● **Instructions for the task**:
The required output is the exact run of lines below that opens at the line with "charge is included." and closes at the line with "let index = SegmentIndex::build(structure);".

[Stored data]

= = = = = = =

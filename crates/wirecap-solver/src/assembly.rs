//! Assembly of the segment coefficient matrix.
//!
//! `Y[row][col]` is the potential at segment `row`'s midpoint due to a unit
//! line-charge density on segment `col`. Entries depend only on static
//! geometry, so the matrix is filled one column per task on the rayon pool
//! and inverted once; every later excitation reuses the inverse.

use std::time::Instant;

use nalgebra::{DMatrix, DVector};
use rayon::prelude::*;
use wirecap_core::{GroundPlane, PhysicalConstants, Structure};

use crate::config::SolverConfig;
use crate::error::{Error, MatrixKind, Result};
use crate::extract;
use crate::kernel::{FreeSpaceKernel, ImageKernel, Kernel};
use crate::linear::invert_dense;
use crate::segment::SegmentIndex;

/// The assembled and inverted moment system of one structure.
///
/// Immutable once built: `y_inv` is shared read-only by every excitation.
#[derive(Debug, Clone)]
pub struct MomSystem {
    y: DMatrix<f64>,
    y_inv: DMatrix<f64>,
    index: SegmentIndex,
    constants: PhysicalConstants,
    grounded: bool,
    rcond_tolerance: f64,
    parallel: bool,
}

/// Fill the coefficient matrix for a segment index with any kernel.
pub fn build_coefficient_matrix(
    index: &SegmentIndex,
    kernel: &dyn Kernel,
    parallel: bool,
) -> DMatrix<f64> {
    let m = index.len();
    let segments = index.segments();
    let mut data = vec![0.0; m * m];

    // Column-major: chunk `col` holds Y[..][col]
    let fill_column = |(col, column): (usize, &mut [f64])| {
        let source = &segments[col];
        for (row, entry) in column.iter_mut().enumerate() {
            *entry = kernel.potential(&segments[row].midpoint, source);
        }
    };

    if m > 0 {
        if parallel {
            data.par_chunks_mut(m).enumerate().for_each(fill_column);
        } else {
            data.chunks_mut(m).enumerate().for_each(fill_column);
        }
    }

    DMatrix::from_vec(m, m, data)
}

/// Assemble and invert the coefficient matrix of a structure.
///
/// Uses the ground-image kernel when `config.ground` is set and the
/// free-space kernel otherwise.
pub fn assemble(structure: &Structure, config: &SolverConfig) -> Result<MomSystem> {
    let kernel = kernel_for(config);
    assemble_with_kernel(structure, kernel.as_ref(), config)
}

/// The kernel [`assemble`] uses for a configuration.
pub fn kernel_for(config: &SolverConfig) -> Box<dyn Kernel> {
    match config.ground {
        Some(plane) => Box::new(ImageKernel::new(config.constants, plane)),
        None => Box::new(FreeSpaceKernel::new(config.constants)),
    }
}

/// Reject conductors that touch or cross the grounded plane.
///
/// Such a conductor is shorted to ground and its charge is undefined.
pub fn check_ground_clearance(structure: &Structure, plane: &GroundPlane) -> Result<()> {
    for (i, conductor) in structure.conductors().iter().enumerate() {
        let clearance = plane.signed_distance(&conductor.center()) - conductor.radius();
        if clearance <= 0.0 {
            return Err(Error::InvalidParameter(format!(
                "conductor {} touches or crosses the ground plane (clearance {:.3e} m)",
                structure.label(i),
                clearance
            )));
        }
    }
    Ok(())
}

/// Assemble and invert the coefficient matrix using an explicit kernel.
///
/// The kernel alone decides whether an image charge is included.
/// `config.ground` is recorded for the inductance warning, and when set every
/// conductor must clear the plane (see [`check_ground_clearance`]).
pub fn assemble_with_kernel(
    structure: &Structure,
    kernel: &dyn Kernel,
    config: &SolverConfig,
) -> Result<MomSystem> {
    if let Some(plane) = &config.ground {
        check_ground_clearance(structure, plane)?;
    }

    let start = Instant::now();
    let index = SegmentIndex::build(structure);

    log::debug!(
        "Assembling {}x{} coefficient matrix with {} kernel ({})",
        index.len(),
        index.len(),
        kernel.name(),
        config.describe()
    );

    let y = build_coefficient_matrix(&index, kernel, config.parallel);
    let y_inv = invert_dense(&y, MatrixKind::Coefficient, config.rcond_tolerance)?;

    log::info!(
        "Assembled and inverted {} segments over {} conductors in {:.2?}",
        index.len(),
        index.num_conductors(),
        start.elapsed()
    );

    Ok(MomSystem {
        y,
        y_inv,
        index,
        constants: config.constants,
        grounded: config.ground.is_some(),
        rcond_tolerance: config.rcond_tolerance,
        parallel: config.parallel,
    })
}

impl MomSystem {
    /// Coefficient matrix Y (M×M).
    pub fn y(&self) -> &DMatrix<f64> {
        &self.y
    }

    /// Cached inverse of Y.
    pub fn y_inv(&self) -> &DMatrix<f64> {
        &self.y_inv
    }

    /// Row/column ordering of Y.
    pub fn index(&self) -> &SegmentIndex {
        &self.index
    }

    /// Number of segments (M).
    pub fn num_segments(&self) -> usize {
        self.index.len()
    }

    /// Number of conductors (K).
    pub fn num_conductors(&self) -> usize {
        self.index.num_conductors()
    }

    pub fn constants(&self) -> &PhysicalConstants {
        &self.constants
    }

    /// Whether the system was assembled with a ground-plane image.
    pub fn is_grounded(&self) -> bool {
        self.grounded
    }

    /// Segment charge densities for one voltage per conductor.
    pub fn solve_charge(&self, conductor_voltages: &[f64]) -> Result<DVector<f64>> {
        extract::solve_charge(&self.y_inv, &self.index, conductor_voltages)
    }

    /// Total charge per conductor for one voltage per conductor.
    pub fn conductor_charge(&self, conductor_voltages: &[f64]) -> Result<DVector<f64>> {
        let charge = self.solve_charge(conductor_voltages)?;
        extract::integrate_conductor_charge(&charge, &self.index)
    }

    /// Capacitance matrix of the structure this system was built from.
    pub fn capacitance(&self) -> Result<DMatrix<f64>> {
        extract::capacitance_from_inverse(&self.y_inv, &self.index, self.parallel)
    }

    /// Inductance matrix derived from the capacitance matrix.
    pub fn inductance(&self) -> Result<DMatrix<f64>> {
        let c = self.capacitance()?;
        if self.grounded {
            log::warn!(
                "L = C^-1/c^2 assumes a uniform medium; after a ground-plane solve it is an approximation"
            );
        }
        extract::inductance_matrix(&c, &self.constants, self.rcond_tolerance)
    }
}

= = = = = = =

● **Solution**:
/// The kernel alone decides whether an image charge is included.
/// `config.ground` is recorded for the inductance warning, and when set every
/// conductor must clear the plane (see [`check_ground_clearance`]).
pub fn assemble_with_kernel(
    structure: &Structure,
    kernel: &dyn Kernel,
    config: &SolverConfig,
) -> Result<MomSystem> {
    if let Some(plane) = &config.ground {
        check_ground_clearance(structure, plane)?;
    }

    let start = Instant::now();
    let index = SegmentIndex::build(structure);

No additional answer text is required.